Wednesday, May 14, 2008

some i kill, some i let go

sometimes i can't stop thinking it is like a constant movie playing in my head the thoughts cannot flow fast enough out of my fingertips as i type i am sick of being usure of things and upset all of the time i am sick of depending on things i should not depend on like shopping for instance it can only fill that emotional void for so long jesus that sounds so ridiculous when will i be able to be comfortable in my own skin i thought once i got to high school and then maybe college i would be able to break down this wall that i put up to keep myself from being vulnerable still not sure how to break it down i'm really pissed that whitney on cycle 10 of americas next top model it must be a conspiracy i really wanted anya to win she looks more modelesque maybe that is what triggered it tonight or it may have been when he said i look like a telephone pole i know he was joking but i take things too seriously a lot especially when it has something to do with things i am already self concious about i keep telling myself that there must be something kinda good about me or he wouldn't be with me i'm sure that is not attractive at all confidence = sexy that's what tyra says at least god she drives me crazy i miss my friends i miss my elyse and my other friends that are still in high school and don't have time to play i bought a new kitten to keep me preoccupied he likes to attack anything and everything he looks like a little bear i feel like i am my room has had a pile of clothes on the floor for two weeks and my dad hasn't even said anything about it i'm impressed and i am not planning on picking them up anytime soon i'm just sick of things right now and this post is ridiculous i am sorry if you wasted your time reading it all.

2 comments:

Amanda said...

so...I just happened to come across your blog, I feel that I can really relate. my roommate yelled at me once for being so down on myself when there was no reason to be, it kinda made me think.
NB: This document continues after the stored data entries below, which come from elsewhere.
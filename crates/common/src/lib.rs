//! Common types shared by the API client crates and the CLI

mod config;
mod error;
mod secret;

pub use config::{load_toml, resolve_path};
pub use error::{Error, Result};
pub use secret::Secret;
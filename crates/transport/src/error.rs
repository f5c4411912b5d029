//! Error types for transport operations

/// Errors that prevent a request from producing a response.
///
/// Application-level failures (GraphQL `errors`, non-2xx statuses) are not
/// represented here; they arrive as ordinary responses.
#[derive(Debug, thiserror::Error)]
pub enum Error {
    #[error("HTTP request failed: {0}")]
    Http(String),

    #[error("invalid request: {0}")]
    InvalidRequest(String),

    #[error("credential store error: {0}")]
    Credential(String),
}

/// Result alias for transport operations.
pub type Result<T> = std::result::Result<T, Error>;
Step back and WOW did i really waste all of that time worrying about so much that wasn't even going to matter in a week, month, year...whatever. Confidence, that word has come to mean so much to me, i have been trying to find it in myself over the past few years, it is something that i have struggled with, i think everybody struggles with. i read john mayer's blog the other day, he said our generation struggles with a toxic level of self-consciousness. It is so true. There is a fine line between confidence and being conceited, i have observed many people and seen what confidence can do for a person. I saw this girl who did not fit the typical popular mold and yet - everybody loved her, and wanted to be friends with her. I kept asking myself what she had that I didn't and I finally figured it out, she had confidence and that was what I severely lacked at that time. sorry this is long...and rambling...but basically, your writing really impressed me, keep up the good work, and don't ever give up on trying to be your complete self :)

Elysie said...

kim. i'm pissed about whitney too. there is nothing i can say to make you like yourself, and there is nothing i or anyone else can do to make you stop finding flaws. but don't let it engulf you. i love and miss you more than anything.